(Stored data)
((

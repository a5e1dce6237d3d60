//! Data-driven rendering of parsed mustache templates.
//!
//! Substitutes `serde_json::Value` data into a token tree: variables resolve
//! dotted paths against a context stack, sections iterate lists and gate on
//! truthiness, and partials transclude other templates from the same set.
//!
//! ## Example
//!
//! ```rust
//! use serde_json::json;
//! use stache_evaluator::{render_template, TemplateSet};
//! use stache_parser::parse;
//!
//! let mut templates = TemplateSet::new();
//! templates.insert("hi".to_string(), parse("Hello, {{name}}!").unwrap());
//!
//! let out = render_template("hi", &json!({ "name": "Ada" }), &templates).unwrap();
//! assert_eq!(out, "Hello, Ada!");
//! ```

pub mod error;
pub mod evaluator;

pub use error::{RenderError, RenderResult};
pub use evaluator::{render, render_template, TemplateSet};
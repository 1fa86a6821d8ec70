use std::{io, path::Path};

use thiserror::Error;

use crate::{application::pdf::PdfError, domain::error::DomainError, infra::error::InfraError};

/// Top-level failure of a batch run. Every variant is fatal.
#[derive(Debug, Error)]
pub enum AppError {
    #[error(transparent)]
    Infra(#[from] InfraError),
    #[error("{0}")]
    Configuration(String),
    #[error("{message}")]
    Validation { document: String, message: String },
    #[error("failed to render {document}: {source}")]
    Render {
        document: String,
        #[source]
        source: PdfError,
    },
    #[error("failed to assemble HTML for {document}: {source}")]
    Template {
        document: String,
        #[source]
        source: askama::Error,
    },
    #[error("{action} `{path}`: {source}")]
    Io {
        action: &'static str,
        path: String,
        #[source]
        source: io::Error,
    },
}

impl AppError {
    pub fn configuration(message: impl Into<String>) -> Self {
        Self::Configuration(message.into())
    }

    pub fn validation(document: impl Into<String>, message: impl Into<String>) -> Self {
        Self::Validation {
            document: document.into(),
            message: message.into(),
        }
    }

    /// Attribute a domain rule violation to the document that triggered it.
    pub fn document(document: impl Into<String>, error: DomainError) -> Self {
        let document = document.into();
        let message = format!("{document}: {error}");
        Self::Validation { document, message }
    }

    pub fn render(document: impl Into<String>, source: PdfError) -> Self {
        Self::Render {
            document: document.into(),
            source,
        }
    }

    pub fn io(action: &'static str, path: &Path, source: io::Error) -> Self {
        Self::Io {
            action,
            path: path.display().to_string(),
            source,
        }
    }

    pub fn is_timeout(&self) -> bool {
        matches!(
            self,
            AppError::Render {
                source: PdfError::Timeout { .. },
                ..
            }
        )
    }
}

))

> **PROBLEM DETAILS**: Every record must be repeated precisely and in full.

> **OUTPUT OF THE TASK**:
repository a5e1dce6237d3d60
//! Data-driven rendering of parsed mustache templates.
//!
//! Substitutes `serde_json::Value` data into a token tree: variables resolve
//! dotted paths against a context stack, sections iterate lists and gate on
//! truthiness, and partials transclude other templates from the same set.
//!
//! ## Example
//!
//! ```rust
//! use serde_json::json;
//! use stache_evaluator::{render_template, TemplateSet};
//! use stache_parser::parse;
//!
//! let mut templates = TemplateSet::new();
//! templates.insert("hi".to_string(), parse("Hello, {{name}}!").unwrap());
//!
//! let out = render_template("hi", &json!({ "name": "Ada" }), &templates).unwrap();
//! assert_eq!(out, "Hello, Ada!");
//! ```

pub mod error;
pub mod evaluator;

pub use error::{RenderError, RenderResult};
pub use evaluator::{render, render_template, TemplateSet};
repository 1fa86a6821d8ec70
use std::{io, path::Path};

use thiserror::Error;

use crate::{application::pdf::PdfError, domain::error::DomainError, infra::error::InfraError};

/// Top-level failure of a batch run. Every variant is fatal.
#[derive(Debug, Error)]
pub enum AppError {
    #[error(transparent)]
    Infra(#[from] InfraError),
    #[error("{0}")]
    Configuration(String),
    #[error("{message}")]
    Validation { document: String, message: String },
    #[error("failed to render {document}: {source}")]
    Render {
        document: String,
        #[source]
        source: PdfError,
    },
    #[error("failed to assemble HTML for {document}: {source}")]
    Template {
        document: String,
        #[source]
        source: askama::Error,
    },
    #[error("{action} `{path}`: {source}")]
    Io {
        action: &'static str,
        path: String,
        #[source]
        source: io::Error,
    },
}

impl AppError {
    pub fn configuration(message: impl Into<String>) -> Self {
        Self::Configuration(message.into())
    }

    pub fn validation(document: impl Into<String>, message: impl Into<String>) -> Self {
        Self::Validation {
            document: document.into(),
            message: message.into(),
        }
    }

    /// Attribute a domain rule violation to the document that triggered it.
    pub fn document(document: impl Into<String>, error: DomainError) -> Self {
        let document = document.into();
        let message = format!("{document}: {error}");
        Self::Validation { document, message }
    }

    pub fn render(document: impl Into<String>, source: PdfError) -> Self {
        Self::Render {
            document: document.into(),
            source,
        }
    }

    pub fn io(action: &'static str, path: &Path, source: io::Error) -> Self {
        Self::Io {
            action,
            path: path.display().to_string(),
            source,
        }
    }

    pub fn is_timeout(&self) -> bool {
        matches!(
            self,
            AppError::Render {
                source: PdfError::Timeout { .. },
                ..
            }
        )
    }
}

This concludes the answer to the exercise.